Dataset entries:
· · · · · · ·
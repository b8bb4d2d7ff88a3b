//! Agent identity and per-agent counters.
//!
//! There is no authentication: the agent's name is the identity key, upserted
//! lazily on login or on a first claim attempt.

use axum::{
    extract::{Query, State},
    routing::{get, post},
    Json, Router,
};
use chrono::{DateTime, Utc};
use diesel::prelude::*;
use serde::{Deserialize, Serialize};
use std::sync::Arc;
use uuid::Uuid;

use crate::shared::errors::ServiceError;
use crate::shared::schema::{agents, tickets};
use crate::shared::state::AppState;
use crate::shared::utils::get_conn;
use crate::tickets::{STATUS_CLOSED, STATUS_ONGOING};

#[derive(Debug, Clone, Serialize, Deserialize, Queryable, Insertable)]
#[diesel(table_name = agents)]
pub struct Agent {
    pub id: Uuid,
    pub name: String,
    pub created_at: DateTime<Utc>,
}

#[derive(Debug, Deserialize)]
pub struct LoginRequest {
    pub name: String,
}

#[derive(Debug, Deserialize)]
pub struct AgentQuery {
    pub agent_name: Option<String>,
}

#[derive(Debug, Serialize)]
pub struct OngoingCount {
    pub ongoing_count: i64,
}

#[derive(Debug, Serialize)]
pub struct AgentStats {
    pub completed_count: i64,
}

pub fn find_agent(conn: &mut PgConnection, name: &str) -> QueryResult<Option<Agent>> {
    agents::table
        .filter(agents::name.eq(name))
        .first::<Agent>(conn)
        .optional()
}

/// Find-or-create by name. Same documented race as the customer upsert: the
/// existence check and the insert are not one atomic step.
pub fn find_or_create_agent(conn: &mut PgConnection, name: &str) -> QueryResult<Agent> {
    if let Some(existing) = find_agent(conn, name)? {
        return Ok(existing);
    }

    let agent = Agent {
        id: Uuid::new_v4(),
        name: name.to_string(),
        created_at: Utc::now(),
    };
    diesel::insert_into(agents::table)
        .values(&agent)
        .execute(conn)?;
    Ok(agent)
}

pub async fn login_agent(
    State(state): State<Arc<AppState>>,
    Json(req): Json<LoginRequest>,
) -> Result<Json<Agent>, ServiceError> {
    if req.name.is_empty() {
        return Err(ServiceError::Validation("agent name is required".to_string()));
    }

    let mut conn = get_conn(&state.conn)?;
    let agent = find_or_create_agent(&mut conn, &req.name)?;
    Ok(Json(agent))
}

pub async fn ongoing_count(
    State(state): State<Arc<AppState>>,
    Query(query): Query<AgentQuery>,
) -> Result<Json<OngoingCount>, ServiceError> {
    let name = query
        .agent_name
        .filter(|n| !n.is_empty())
        .ok_or_else(|| ServiceError::Validation("agent name is required".to_string()))?;

    let mut conn = get_conn(&state.conn)?;
    let Some(agent) = find_agent(&mut conn, &name)? else {
        return Ok(Json(OngoingCount { ongoing_count: 0 }));
    };

    let ongoing_count = tickets::table
        .filter(tickets::assigned_agent_id.eq(agent.id))
        .filter(tickets::status.eq(STATUS_ONGOING))
        .count()
        .get_result(&mut conn)?;

    Ok(Json(OngoingCount { ongoing_count }))
}

pub async fn agent_stats(
    State(state): State<Arc<AppState>>,
    Query(query): Query<AgentQuery>,
) -> Result<Json<AgentStats>, ServiceError> {
    let name = query
        .agent_name
        .filter(|n| !n.is_empty())
        .ok_or_else(|| ServiceError::Validation("agent name is required".to_string()))?;

    let mut conn = get_conn(&state.conn)?;
    let Some(agent) = find_agent(&mut conn, &name)? else {
        return Ok(Json(AgentStats { completed_count: 0 }));
    };

    let completed_count = tickets::table
        .filter(tickets::assigned_agent_id.eq(agent.id))
        .filter(tickets::status.eq(STATUS_CLOSED))
        .count()
        .get_result(&mut conn)?;

    Ok(Json(AgentStats { completed_count }))
}

pub fn configure_agent_routes() -> Router<Arc<AppState>> {
    Router::new()
        .route("/api/agent/login", post(login_agent))
        .route("/api/agent/ongoing-count", get(ongoing_count))
        .route("/api/agent/stats", get(agent_stats))
}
· · · · · · ·
Task requirements:
Copy each line from the data that features the string "AgentStats".

Solved problem:
pub struct AgentStats {
) -> Result<Json<AgentStats>, ServiceError> {
        return Ok(Json(AgentStats { completed_count: 0 }));
    Ok(Json(AgentStats { completed_count }))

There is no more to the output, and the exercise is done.